Lettera del consumatore

5 gennaio 2007
Domanda 5 gennaio 2007
Salve, siccome la finanziaria e' passata, rinnovo la mia richiesta di chiarimenti. Posseggo una Panda del '92, euro0, e quindi mi domando se metterci l'impianto a metano o demolirla. In realta' non la demoliro' ora, perche' avrei dovuto farlo entro il 31 dicembre 2006, ora mi tocca pagare il bollo per il 2007, quindi meglio usarla ancora un po'. Parimenti, all'ACI dove sono stato ieri, mi hanno detto che per beneficiare della riduzione o esenzione sul bollo in caso di installazione impianto a metano, avrei dovuto installarlo entro il 31 dicembre 2006, per quest'anno devo comunque pagare il bollo maggiorato.
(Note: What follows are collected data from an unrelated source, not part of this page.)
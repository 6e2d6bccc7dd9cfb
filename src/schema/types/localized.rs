use crate::constants::DEFAULT_PRIMARY_LOCALE;
use indexmap::IndexMap;
use serde::{Deserialize, Serialize};

/// A label carried in several locales (`{"fr": "Prénom", "en": "First name"}`).
#[derive(Debug, Clone, Default, PartialEq, Eq, Serialize, Deserialize)]
#[serde(transparent)]
pub struct LocalizedString(IndexMap<String, String>);

impl LocalizedString {
    pub fn new() -> Self {
        Self::default()
    }

    /// Builds a label with a single locale entry.
    pub fn single(locale: impl Into<String>, text: impl Into<String>) -> Self {
        Self::new().with(locale, text)
    }

    pub fn with(mut self, locale: impl Into<String>, text: impl Into<String>) -> Self {
        self.insert(locale, text);
        self
    }

    pub fn insert(&mut self, locale: impl Into<String>, text: impl Into<String>) {
        self.0.insert(locale.into(), text.into());
    }

    /// Text for exactly `locale`, if present and non-empty.
    pub fn exact(&self, locale: &str) -> Option<&str> {
        self.0
            .get(locale)
            .map(String::as_str)
            .filter(|text| !text.is_empty())
    }

    /// Text for `locale`, falling back to the default locale, then to the
    /// first non-empty entry, then to `""`.
    pub fn get(&self, locale: &str) -> &str {
        self.exact(locale)
            .or_else(|| self.exact(DEFAULT_PRIMARY_LOCALE))
            .or_else(|| self.0.values().map(String::as_str).find(|t| !t.is_empty()))
            .unwrap_or("")
    }

    pub fn is_empty(&self) -> bool {
        self.0.values().all(String::is_empty)
    }

    pub fn locales(&self) -> impl Iterator<Item = &str> {
        self.0.keys().map(String::as_str)
    }
}

impl<L: Into<String>, T: Into<String>> FromIterator<(L, T)> for LocalizedString {
    fn from_iter<I: IntoIterator<Item = (L, T)>>(iter: I) -> Self {
        Self(
            iter.into_iter()
                .map(|(locale, text)| (locale.into(), text.into()))
                .collect(),
        )
    }
}

#[cfg(test)]
mod tests {
    use super::*;

    #[test]
    fn test_get_prefers_requested_locale() {
        let label = LocalizedString::single("fr", "Prénom").with("en", "First name");
        assert_eq!(label.get("en"), "First name");
        assert_eq!(label.get("fr"), "Prénom");
    }

    #[test]
    fn test_get_falls_back_to_french_then_any() {
        let label = LocalizedString::single("fr", "Nom").with("en", "");
        assert_eq!(label.get("en"), "Nom");
        assert_eq!(label.get("es"), "Nom");

        let english_only = LocalizedString::single("en", "Surname");
        assert_eq!(english_only.get("fr"), "Surname");

        assert_eq!(LocalizedString::new().get("fr"), "");
    }

    #[test]
    fn test_deserializes_from_plain_object() {
        let label: LocalizedString =
            serde_json::from_value(serde_json::json!({"fr": "Sexe", "en": "Gender"})).unwrap();
        assert_eq!(label.get("en"), "Gender");
        assert_eq!(label.locales().collect::<Vec<_>>(), vec!["fr", "en"]);
    }
}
Allora mi domando: cosa devo fare se decido di installare l'impianto a gas, per beneficiare del contributo statale e della riduzione (o esenzione?) del bollo per il 2008 e anni successivi? E se la demolisco nel corso del 2007, come fare per beneficiare del contributo demolizione e del bonus per l'abbonamento gratuito ai mezzi pubblici della mia citta (Milano)? Inoltre vi chiedo questo. ho trovato una Panda Elettra del '96 in vendita, appartenuta ad una amministrazione comunale. Ha fatto solo 8000 chilometri, quindi presumo che sia ferma da un po' (infatti il tipo che la vende mi ha gia' detto che devo cambiare tutte le batterie) non sono ancora andato a vederla ma mi domando: se la tassa di circolazione sia stata pagata regolarmente o no, in caso negativo, devo pagare io gli arretrati? (il venditore dice che non devo preoccuparmi, ma sono dubbioso) avra' fatto le revisioni? Le auto elettriche sono soggette alla stessa tempistica per le revisioni delle auto a benzina? Quanto paghero' di bollo e di assicurazione? (dovrebbero esserci delle riduzioni, degli sconti). Chiedo a voi queste cose perche' ho cercato su internet di qua e di la' ma non ci sono info sufficienti sulla Panda Elettra del 1996, neppure la Fiat mi ha risposto. Grazie. Buon anno.
Fabrizio, da Milano

Risposta ADUC
Per evitare di farle un trattato, le riportiamo le norme (che tra breve saranno oggetto di una nostra scheda pratica), si' da valutare appieno cosa le convenga.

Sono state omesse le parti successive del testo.